- [Work task]
Each line of the listing below that includes "then" must be copied.

- [Raw data]
[Start of section]

//! Uniform random policy.

use rand::rngs::StdRng;
use rand::{Rng, SeedableRng};

use crate::agents::Agent;
use crate::episode::Observation;

pub struct RandomAgent {
    rng: StdRng,
}

impl RandomAgent {
    pub fn new(seed: u64) -> Self {
        Self {
            rng: StdRng::seed_from_u64(seed),
        }
    }
}

impl Agent for RandomAgent {
    fn act(&mut self, obs: &Observation) -> usize {
        self.rng.gen_range(0..obs.action_size)
    }
}
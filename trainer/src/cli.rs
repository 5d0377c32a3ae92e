//! CLI command implementations.

use std::path::Path;

use anyhow::Result;
use tracing::info;

use engine::agents::Agent;
use engine::agents::qlearn::{QLearnConfig, QLearningAgent};
use engine::agents::random::RandomAgent;
use engine::episode::Episode;
use engine::io::config::EngineConfig;
use engine::io::sandbox::Dispatcher;

use crate::AgentKind;

/// Run one episode and print a per-step trace.
pub fn run_episode(
    tasks_root: &Path,
    runner: &Path,
    config: EngineConfig,
    task: &str,
    agent_kind: AgentKind,
    seed: u64,
) -> Result<()> {
    let dispatcher = Dispatcher::probe(runner);
    let mut episode = Episode::new(dispatcher, config, tasks_root, task);

    let mut obs = episode.reset()?;
    let mut agent: Box<dyn Agent> = match agent_kind {
        AgentKind::Random => Box::new(RandomAgent::new(seed)),
        AgentKind::Qlearn => Box::new(QLearningAgent::new(
            obs.action_size,
            QLearnConfig {
                epsilon: 0.05,
                seed,
                ..QLearnConfig::default()
            },
        )),
    };

    let mut total = 0.0;
    loop {
        let action = agent.act(&obs);
        let (next_obs, reward, done, info) = episode.step(action)?;
        agent.observe(&obs, action, reward, &next_obs, done);
        total += reward;
        obs = next_obs;
        println!(
            "step={:2} action={:2} tool={:11} pass={:.2} r={:+.3} msg={:?}",
            obs.step,
            action,
            info.tool.as_str(),
            info.pass_rate,
            reward,
            truncate(&info.message, 120),
        );
        if done {
            break;
        }
    }
    println!("total reward: {total:.3}");
    episode.close();
    Ok(())
}

/// Train the Q-learning agent over many episodes of one task.
pub fn train(
    tasks_root: &Path,
    runner: &Path,
    config: EngineConfig,
    task: &str,
    episodes: u32,
    seed: u64,
) -> Result<()> {
    let dispatcher = Dispatcher::probe(runner);
    let mut episode = Episode::new(dispatcher, config, tasks_root, task);

    let obs = episode.reset()?;
    let mut agent = QLearningAgent::new(
        obs.action_size,
        QLearnConfig {
            seed,
            ..QLearnConfig::default()
        },
    );

    let mut successes = 0u32;
    for ep in 1..=episodes {
        let mut obs = episode.reset()?;
        let mut solved = false;
        loop {
            let action = agent.act(&obs);
            let (next_obs, reward, done, info) = episode.step(action)?;
            agent.observe(&obs, action, reward, &next_obs, done);
            obs = next_obs;
            if done {
                solved = info.pass_rate >= 1.0;
                break;
            }
        }
        if solved {
            successes += 1;
        }
        if ep % 200 == 0 {
            info!(ep, "training checkpoint");
            println!(
                "ep={ep} success_rate={:.3} best_pass={:.2}",
                f64::from(successes) / f64::from(ep),
                obs.best_pass_rate,
            );
        }
    }
    println!(
        "trained {episodes} episodes, success_rate={:.3}",
        f64::from(successes) / f64::from(episodes.max(1)),
    );
    episode.close();
    Ok(())
}

fn truncate(text: &str, limit: usize) -> String {
    if text.chars().count() <= limit {
        text.to_string()
    } else {
        text.chars().take(limit).collect()
    }
}
use std::io::{Cursor, Read};

use crate::Result;

const ZIP_MAGIC: &[u8] = b"PK\x03\x04";

/// Kind of statement file found inside a document package.
#[derive(Debug, Clone, Copy, PartialEq, Eq)]
pub enum EntryKind {
    /// Tab-separated statement export (`XBRL_TO_CSV/*.csv`)
    Tabular,
    /// XBRL instance document (`XBRL/PublicDoc/*.xbrl`)
    Instance,
}

#[derive(Debug, Clone)]
pub struct ArchiveEntry {
    pub name: String,
    pub kind: EntryKind,
    pub data: Vec<u8>,
}

impl ArchiveEntry {
    /// Audit reports are packaged next to the statements but never carry them.
    pub fn is_audit(&self) -> bool {
        let name = self.name.to_ascii_lowercase();
        name.contains("auditdoc") || file_name(&name).starts_with("jpaud")
    }
}

fn file_name(path: &str) -> &str {
    path.rsplit('/').next().unwrap_or(path)
}

pub fn is_zip(bytes: &[u8]) -> bool {
    bytes.starts_with(ZIP_MAGIC)
}

/// Extracts statement files from a document package.
///
/// Every `.csv` file is returned; only the largest non-audit `.xbrl` instance is.
/// Within a kind, non-audit files come first, larger files before smaller ones.
pub fn read_statement_entries(bytes: &[u8]) -> Result<Vec<ArchiveEntry>> {
    let mut archive = zip::ZipArchive::new(Cursor::new(bytes))?;
    let mut tabular = Vec::new();
    let mut instances = Vec::new();

    for i in 0..archive.len() {
        let mut file = archive.by_index(i)?;
        if file.is_dir() {
            continue;
        }
        let name = file.name().to_string();
        let lower = name.to_ascii_lowercase();
        let kind = if lower.ends_with(".csv") {
            EntryKind::Tabular
        } else if lower.ends_with(".xbrl") {
            EntryKind::Instance
        } else {
            continue;
        };

        let mut data = Vec::with_capacity(file.size() as usize);
        file.read_to_end(&mut data)?;
        let entry = ArchiveEntry { name, kind, data };
        match kind {
            EntryKind::Tabular => tabular.push(entry),
            EntryKind::Instance if !entry.is_audit() => instances.push(entry),
            EntryKind::Instance => {}
        }
    }

    let by_relevance = |a: &ArchiveEntry, b: &ArchiveEntry| {
        a.is_audit()
            .cmp(&b.is_audit())
            .then(b.data.len().cmp(&a.data.len()))
            .then(a.name.cmp(&b.name))
    };
    tabular.sort_by(by_relevance);
    instances.sort_by(by_relevance);
    instances.truncate(1);

    tracing::debug!(
        tabular = tabular.len(),
        instances = instances.len(),
        "unpacked document archive"
    );
    tabular.extend(instances);
    Ok(tabular)
}
impl Default for RetryPolicy {
    fn default() -> Self {
        Self {
            max_retry_attempts: 5,
            backoff_base: Duration::from_millis(1000),
            backoff_max: Duration::from_secs(60),
            jitter: 0.2,
        }
    }
}

impl RetryPolicy {
    /// Computes the wait before retry `retry` (0-based): `base × 2^retry`, capped.
    pub fn backoff(&self, retry: u32) -> Duration {
        let factor = 2_u32.saturating_pow(retry);
        let backoff = self
            .backoff_base
            .checked_mul(factor)
            .unwrap_or(self.backoff_max)
            .min(self.backoff_max);
        if self.jitter <= 0.0 {
            return backoff;
        }
        let jitter = backoff.as_secs_f64() * self.jitter * (fastrand::f64() - 0.5);
        Duration::from_secs_f64((backoff.as_secs_f64() + jitter).max(0.0)).min(self.backoff_max)
    }
}

/// Validated, immutable configuration for a retrieval run.
///
/// Built once at startup and handed to [`Edinet`](crate::Edinet) and
/// [`Pipeline`](crate::Pipeline). Nothing in the crate reads the environment
/// after construction.
#[derive(Debug, Clone)]
pub struct EdinetConfig {
    /// Subscription key sent as the `Subscription-Key` query parameter
    pub api_key: String,
    /// Base URL of the document API
    pub base_url: String,
    /// HTTP request timeout
    pub timeout: Duration,
    /// Document type codes to keep (e.g. "120" annual report)
    pub target_doc_types: BTreeSet<String>,
    /// First submission date to list (inclusive)
    pub start_date: NaiveDate,
    /// Last submission date to list (inclusive)
    pub end_date: NaiveDate,
    /// Optional company (EDINET code) allow-list
    pub company_allow_list: Option<BTreeSet<String>>,
    /// Optional cap on distinct companies per catalog
    pub max_companies: Option<usize>,
    /// Pacing ceiling in requests per second; fractional values are allowed
    pub requests_per_second: f64,
    /// Retry and backoff settings
    pub retry: RetryPolicy,
    /// Tabular labels matched to revenue, highest priority first
    pub revenue_field_labels: Vec<String>,
    /// Tagged-report concept tags matched to revenue, highest priority first
    pub revenue_concept_tags: Vec<String>,
}

impl EdinetConfig {
    /// Creates a configuration with defaults for everything except the key and date range.
    ///
    /// ```rust
    /// use chrono::NaiveDate;
    /// use edinetkit::EdinetConfig;
    ///
    /// let day = NaiveDate::from_ymd_opt(2024, 6, 25).unwrap();
    /// let config = EdinetConfig::new("my-key", day, day).with_max_companies(10);
    /// assert!(config.validate().is_ok());
    /// ```
    pub fn new(api_key: impl Into<String>, start_date: NaiveDate, end_date: NaiveDate) -> Self {
        Self {
            api_key: api_key.into(),
            base_url: DEFAULT_BASE_URL.to_string(),
            timeout: Duration::from_secs(60),
            target_doc_types: DEFAULT_DOC_TYPES.iter().map(|s| s.to_string()).collect(),
            start_date,
            end_date,
            company_allow_list: None,
            max_companies: None,
            requests_per_second: 1.0,
            retry: RetryPolicy::default(),
            revenue_field_labels: DEFAULT_REVENUE_LABELS.iter().map(|s| s.to_string()).collect(),
            revenue_concept_tags: DEFAULT_REVENUE_TAGS.iter().map(|s| s.to_string()).collect(),
        }
    }

    pub fn with_base_url(mut self, base_url: impl Into<String>) -> Self {
        self.base_url = base_url.into();
        self
    }

    pub fn with_timeout(mut self, timeout: Duration) -> Self {
        self.timeout = timeout;
        self
    }

    pub fn with_doc_types<I, S>(mut self, doc_types: I) -> Self
    where
        I: IntoIterator<Item = S>,
        S: Into<String>,
    {
        self.target_doc_types = doc_types.into_iter().map(Into::into).collect();
        self
    }

    pub fn with_companies<I, S>(mut self, companies: I) -> Self
    where
        I: IntoIterator<Item = S>,
        S: Into<String>,
    {
        self.company_allow_list = Some(companies.into_iter().map(Into::into).collect());
        self
    }

    pub fn with_max_companies(mut self, max_companies: usize) -> Self {
        self.max_companies = Some(max_companies);
        self
    }

    pub fn with_requests_per_second(mut self, requests_per_second: f64) -> Self {
        self.requests_per_second = requests_per_second;
        self
    }

    pub fn with_retry(mut self, retry: RetryPolicy) -> Self {
        self.retry = retry;
        self
    }

    pub fn with_revenue_labels(mut self, labels: Vec<String>) -> Self {
        self.revenue_field_labels = labels;
        self
    }

    pub fn with_revenue_tags(mut self, tags: Vec<String>) -> Self {
        self.revenue_concept_tags = tags;
        self
    }

    /// Checks the invariants every component relies on.
    ///
    /// # Errors
    ///
    /// Returns `EdinetError::ConfigError` for an empty API key or base URL, a
    /// non-positive request rate, an inverted date range, an empty doc type
    /// set, or empty label and tag sets.
    pub fn validate(&self) -> Result<()> {
        if self.api_key.trim().is_empty() {
            return Err(EdinetError::ConfigError("API key must not be empty".to_string()));
        }
        if self.base_url.trim().is_empty() {
            return Err(EdinetError::ConfigError("Base URL must not be empty".to_string()));
        }
        if !self.requests_per_second.is_finite() || self.requests_per_second <= 0.0 {
            return Err(EdinetError::ConfigError(format!(
                "Request rate must be a positive number, got {}",
                self.requests_per_second
            )));
        }
        if self.start_date > self.end_date {
            return Err(EdinetError::ConfigError(format!(
                "Start date {} is after end date {}",
                self.start_date, self.end_date
            )));
        }
        if self.target_doc_types.is_empty() {
            return Err(EdinetError::ConfigError(
                "At least one target document type is required".to_string(),
            ));
        }
        if self.revenue_field_labels.is_empty() && self.revenue_concept_tags.is_empty() {
            return Err(EdinetError::ConfigError(
                "Revenue labels and concept tags cannot both be empty".to_string(),
            ));
        }
        if self.retry.backoff_base > self.retry.backoff_max {
            return Err(EdinetError::ConfigError(
                "Backoff base delay exceeds the maximum delay".to_string(),
            ));
        }
        if !(0.0..=1.0).contains(&self.retry.jitter) {
            return Err(EdinetError::ConfigError(
                "Backoff jitter must be between 0 and 1".to_string(),
            ));
        }
        Ok(())
    }

    /// Builds a validated configuration from `EDINET_*` environment variables.
    ///
    /// Required: `EDINET_API_KEY`, `EDINET_START_DATE`, `EDINET_END_DATE`
    /// (`YYYY-MM-DD`). Optional: `EDINET_BASE_URL`, `EDINET_DOC_TYPES`,
    /// `EDINET_COMPANIES`, `EDINET_MAX_COMPANIES`, `EDINET_REQUESTS_PER_SECOND`,
    /// `EDINET_MAX_RETRIES`, `EDINET_BACKOFF_BASE_MS`, `EDINET_BACKOFF_MAX_MS`,
    /// `EDINET_TIMEOUT_SECS`, `EDINET_REVENUE_LABELS`, `EDINET_REVENUE_TAGS`.
    /// Lists are comma separated.
    pub fn from_env() -> Result<Self> {
        Self::from_lookup(|key| std::env::var(key).ok())
    }

    /// Same as [`from_env`](Self::from_env) with a custom variable source.
    pub fn from_lookup<F>(lookup: F) -> Result<Self>
    where
        F: Fn(&str) -> Option<String>,
    {
        let required = |key: &str| {
            lookup(key)
                .filter(|v| !v.trim().is_empty())
                .ok_or_else(|| EdinetError::ConfigError(format!("{key} is not set")))
        };
        let date = |key: &str| -> Result<NaiveDate> {
            let raw = required(key)?;
            NaiveDate::parse_from_str(raw.trim(), "%Y-%m-%d")
                .map_err(|e| EdinetError::ConfigError(format!("{key}: {e}")))
        };

        let mut config = Self::new(
            required("EDINET_API_KEY")?,
            date("EDINET_START_DATE")?,
            date("EDINET_END_DATE")?,
        );

        if let Some(url) = lookup("EDINET_BASE_URL") {
            config.base_url = url.trim().trim_end_matches('/').to_string();
        }
        if let Some(types) = lookup("EDINET_DOC_TYPES") {
            config.target_doc_types = split_list(&types).collect();
        }
        if let Some(companies) = lookup("EDINET_COMPANIES") {
            let companies: BTreeSet<String> = split_list(&companies).collect();
            if !companies.is_empty() {
                config.company_allow_list = Some(companies);
            }
        }
        if let Some(max) = lookup("EDINET_MAX_COMPANIES") {
            config.max_companies = Some(parse_var("EDINET_MAX_COMPANIES", &max)?);
        }
        if let Some(rps) = lookup("EDINET_REQUESTS_PER_SECOND") {
            config.requests_per_second = parse_var("EDINET_REQUESTS_PER_SECOND", &rps)?;
        }
        if let Some(retries) = lookup("EDINET_MAX_RETRIES") {
            config.retry.max_retry_attempts = parse_var("EDINET_MAX_RETRIES", &retries)?;
        }
        if let Some(ms) = lookup("EDINET_BACKOFF_BASE_MS") {
            config.retry.backoff_base =
                Duration::from_millis(parse_var("EDINET_BACKOFF_BASE_MS", &ms)?);
        }
        if let Some(ms) = lookup("EDINET_BACKOFF_MAX_MS") {
            config.retry.backoff_max = Duration::from_millis(parse_var("EDINET_BACKOFF_MAX_MS", &ms)?);
        }
        if let Some(secs) = lookup("EDINET_TIMEOUT_SECS") {
            config.timeout = Duration::from_secs(parse_var("EDINET_TIMEOUT_SECS", &secs)?);
        }
        if let Some(labels) = lookup("EDINET_REVENUE_LABELS") {
            config.revenue_field_labels = split_list(&labels).collect();
        }
        if let Some(tags) = lookup("EDINET_REVENUE_TAGS") {
            config.revenue_concept_tags = split_list(&tags).collect();
        }

        config.validate()?;
        Ok(config)
    }
}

[End of section]

- [Reply to the exercise]
            .then(b.data.len().cmp(&a.data.len()))
            .then(a.name.cmp(&b.name))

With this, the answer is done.